:: DATA SUPPLIED

//! Database layer - store configuration, allow-lists, and connection pools
//!
//! # Design Principles
//!
//! - One bounded pool per logical store, never shared between stores
//! - Handles are scoped: dropping one returns it to its pool
//! - Credentials are injected at startup and never logged

pub mod config;
pub mod pool;
pub mod schema;

pub use config::{Backend, ConfigError, ConnectionConfig, PoolSettings, Store};
pub use pool::{ConnectionHandle, ConnectionManager, PoolStats};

::::

GOAL OF THE EXERCISE: Copy out, exactly as given, the line containing "pub mod pool;" together with every line after it in the material.

RESPONSE AREA:
pub mod pool;
pub mod schema;

pub use config::{Backend, ConfigError, ConnectionConfig, PoolSettings, Store};
pub use pool::{ConnectionHandle, ConnectionManager, PoolStats};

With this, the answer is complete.